### Listed entries
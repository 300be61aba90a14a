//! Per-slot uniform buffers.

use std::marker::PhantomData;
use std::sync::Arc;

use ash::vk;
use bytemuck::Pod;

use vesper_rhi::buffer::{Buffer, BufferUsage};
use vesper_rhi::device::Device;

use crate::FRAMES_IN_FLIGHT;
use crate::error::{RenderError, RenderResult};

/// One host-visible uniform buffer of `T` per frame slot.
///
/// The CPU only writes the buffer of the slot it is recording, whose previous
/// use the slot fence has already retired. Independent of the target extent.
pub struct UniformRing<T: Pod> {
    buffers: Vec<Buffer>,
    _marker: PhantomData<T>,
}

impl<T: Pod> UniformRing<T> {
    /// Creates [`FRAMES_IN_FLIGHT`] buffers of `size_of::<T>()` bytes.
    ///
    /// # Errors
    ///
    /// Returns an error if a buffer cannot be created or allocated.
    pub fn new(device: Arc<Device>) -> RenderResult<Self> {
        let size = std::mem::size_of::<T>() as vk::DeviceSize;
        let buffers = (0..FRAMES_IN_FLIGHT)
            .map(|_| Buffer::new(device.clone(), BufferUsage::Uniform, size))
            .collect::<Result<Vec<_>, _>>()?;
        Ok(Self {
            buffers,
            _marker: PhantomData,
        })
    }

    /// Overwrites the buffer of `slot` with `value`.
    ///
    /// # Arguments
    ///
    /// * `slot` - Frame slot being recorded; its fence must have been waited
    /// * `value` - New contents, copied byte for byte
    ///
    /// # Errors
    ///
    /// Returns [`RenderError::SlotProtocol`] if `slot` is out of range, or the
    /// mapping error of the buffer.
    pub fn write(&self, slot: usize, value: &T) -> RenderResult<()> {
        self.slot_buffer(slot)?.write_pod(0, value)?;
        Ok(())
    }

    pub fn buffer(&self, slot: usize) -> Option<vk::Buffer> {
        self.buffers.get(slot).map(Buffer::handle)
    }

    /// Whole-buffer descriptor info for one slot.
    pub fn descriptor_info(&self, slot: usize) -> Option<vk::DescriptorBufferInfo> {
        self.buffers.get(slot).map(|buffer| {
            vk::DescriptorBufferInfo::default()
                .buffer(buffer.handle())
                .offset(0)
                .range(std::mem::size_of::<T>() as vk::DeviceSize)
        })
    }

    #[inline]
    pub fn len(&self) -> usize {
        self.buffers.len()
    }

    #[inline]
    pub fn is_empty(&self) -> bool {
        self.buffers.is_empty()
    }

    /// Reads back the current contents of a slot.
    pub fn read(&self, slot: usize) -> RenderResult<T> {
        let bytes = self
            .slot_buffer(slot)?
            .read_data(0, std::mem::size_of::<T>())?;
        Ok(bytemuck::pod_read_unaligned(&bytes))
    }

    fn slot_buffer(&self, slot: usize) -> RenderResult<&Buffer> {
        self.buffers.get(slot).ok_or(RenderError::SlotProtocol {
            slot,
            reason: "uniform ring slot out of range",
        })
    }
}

### Work to be completed
This task calls for each line of the material that contains "value".

### Result of this task
    /// Overwrites the buffer of `slot` with `value`.
    /// * `value` - New contents, copied byte for byte
    pub fn write(&self, slot: usize, value: &T) -> RenderResult<()> {
        self.slot_buffer(slot)?.write_pod(0, value)?;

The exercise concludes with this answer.